В последующие недели Центр получил собранные местными властями данные, на базе которых Ежов подготовил приказ № 00 447 от 30 июля 1937 года и представил его в тот же день на Политбюро. В рамках предполагаемой операции 259 450 человек должны были быть арестованы, из них 72 950 человек расстреляны. Эти цифры были не окончательными, так как ряд регионов еще не прислал свои «соображения». Как и при раскулачивании, во всех районах были получены из Центра квоты для каждой из двух категорий (1-я категория — расстрел; 2-я категория — заключение на срок от 8 до 10 лет).
Заметим также, что элементы, на которые была направлена эта операция, относились к разнообразным социальным и общественно-политическим группам: рядом с раскулаченными и уголовными элементами фигурировали «элементы социально опасные», члены антисоветских партий, бывшие «царские чиновники», «белогвардейцы» и т. д. Эти ярлыки навешивали на любого подозрительного, принадлежал ли он к партии, был ли выходцем из интеллигенции или из народа. Что касается списков подозрительных, компетентные службы ОГПУ, потом НКВД имели достаточно времени, чтобы подготовить их и при необходимости пускать в ход.

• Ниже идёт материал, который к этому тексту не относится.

//! # Development Ordering Service
//!
//! Accepts envelopes and cuts one block per envelope. The ack means the
//! envelope was queued; validity is decided at commit and only visible
//! through the deliver streams.

use crate::domain::ledger::{Ledger, PendingTransaction};
use async_trait::async_trait;
use fc_02_submission::{BroadcastAck, BroadcastStatus, OrderingService, TransportError};
use shared_types::{Creator, TransactionEnvelope};
use std::sync::atomic::{AtomicU64, Ordering};
use std::sync::Arc;
use tracing::{debug, info, warn};

#[derive(Debug, Default)]
pub struct OrdererStats {
    pub blocks_cut: AtomicU64,
    /// Envelopes refused before ordering.
    pub rejected: AtomicU64,
}

pub struct DevOrderer {
    ledger: Arc<Ledger>,
    min_endorsements: usize,
    stats: OrdererStats,
}

impl DevOrderer {
    /// `min_endorsements` distinct valid endorsers make a transaction valid.
    pub fn new(ledger: Arc<Ledger>, min_endorsements: usize) -> Self {
        Self {
            ledger,
            min_endorsements: min_endorsements.max(1),
            stats: OrdererStats::default(),
        }
    }

    #[must_use]
    pub fn min_endorsements(&self) -> usize {
        self.min_endorsements
    }

    #[must_use]
    pub fn stats(&self) -> &OrdererStats {
        &self.stats
    }

    /// Endorsements with a valid signature, one per endorser identity.
    fn valid_endorsers(envelope: &TransactionEnvelope) -> usize {
        let mut endorsers: Vec<&Creator> = Vec::new();
        for response in envelope.responses() {
            if response.verify().is_ok() && !endorsers.contains(&&response.endorsement.endorser) {
                endorsers.push(&response.endorsement.endorser);
            }
        }
        endorsers.len()
    }

    fn reject(&self, status: BroadcastStatus, info: String) -> BroadcastAck {
        self.stats.rejected.fetch_add(1, Ordering::Relaxed);
        warn!(status = status.as_str(), %info, "Envelope rejected");
        BroadcastAck::rejected(status, info)
    }
}

#[async_trait]
impl OrderingService for DevOrderer {
    async fn broadcast(&self, envelope: &TransactionEnvelope) -> Result<BroadcastAck, TransportError> {
        if let Err(e) = envelope.verify() {
            return Ok(self.reject(BroadcastStatus::BadRequest, e.to_string()));
        }

        let endorsers = Self::valid_endorsers(envelope);
        let pending = PendingTransaction {
            tx_id: envelope.tx_id().clone(),
            results: envelope.payload().results.clone(),
            event: envelope.payload().event.clone(),
            policy_satisfied: endorsers >= self.min_endorsements,
        };

        let block = match self.ledger.commit(pending) {
            Ok(block) => block,
            Err(e) => return Ok(self.reject(BroadcastStatus::ServiceUnavailable, e.to_string())),
        };
        self.stats.blocks_cut.fetch_add(1, Ordering::Relaxed);

        debug!(
            tx_id = %envelope.tx_id().short(),
            endorsers,
            writes = envelope.payload().results.writes.len(),
            "Envelope ordered"
        );
        info!(
            block = block.number,
            valid = block.valid_count(),
            "Block committed"
        );
        Ok(BroadcastAck::success())
    }
}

Приказ от 30 июля 1937 года давал местным руководителям право запросить в Москве разрешение на составление дополнительных списков. Семьи приговоренных к лагерным работам или расстрелянных также могли быть арестованы сверх положенной квоты.
С конца августа Политбюро было буквально завалено просьбами о повышении квот. С 28 августа по 15 декабря 1937 года оно утвердило различные предложения по дополнительному увеличению квот в общем до 22 500 человек на расстрел, 16 800 — на заключение в лагеря. 31 января 1938 года оно приняло по предложению НКВД квоту на 57 200 человек, из которых следовало казнить 48 000. Все операции должны были быть закончены к 15 марта 1938 года. Но и на этот раз местные власти, которые были с предыдущего года несколько раз подвергнуты чистке и обновлены, сочли уместным продемонстрировать свое рвение. С 1 февраля по 29 августа 1938 года Политбюро утвердило дополнительные цифры на 90 000 человек.

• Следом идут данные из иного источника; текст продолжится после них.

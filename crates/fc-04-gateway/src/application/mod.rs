//! Application layer: gateway, network and contract handles.

pub mod contract;
pub mod gateway;
pub mod network;

pub use contract::{Contract, ContractEvent, ContractListener, Transaction};
pub use gateway::Gateway;
pub use network::Network;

Таким образом, операция, которая должна была длиться четыре месяца, растянулась более чем на год и коснулась 200 000 человек сверх тех квот, которые были оговорены вначале. Всякий подозреваемый в «плохом» социальном происхождении был потенциальной жертвой. Уязвимы были также все те, кто жил в приграничной зоне или в той или иной степени имел контакты с иностранцами, были ли они военнопленными или родом из семей, эмигрировавших из СССР. Такие люди, а также радиолюбители, филателисты, эсперантисты имели шанс попасть под обвинение в шпионаже. С 6 августа по 21 декабря 1937 года по крайней мере 10 операций того же типа, что проводились по приказу НКВД № 00 447, были запущены Политбюро и исполнителем его воли НКВД с целью «ликвидировать» национальность за национальностью как «шпионские и диверсионные группы»: немцев, поляков, японцев, румын, финнов, литовцев, эстонцев, латышей, греков, турок. За 15 месяцев с августа 1937 по ноябрь 1938 года в ходе операций, направленных против «шпионов», многие сотни тысяч были арестованы.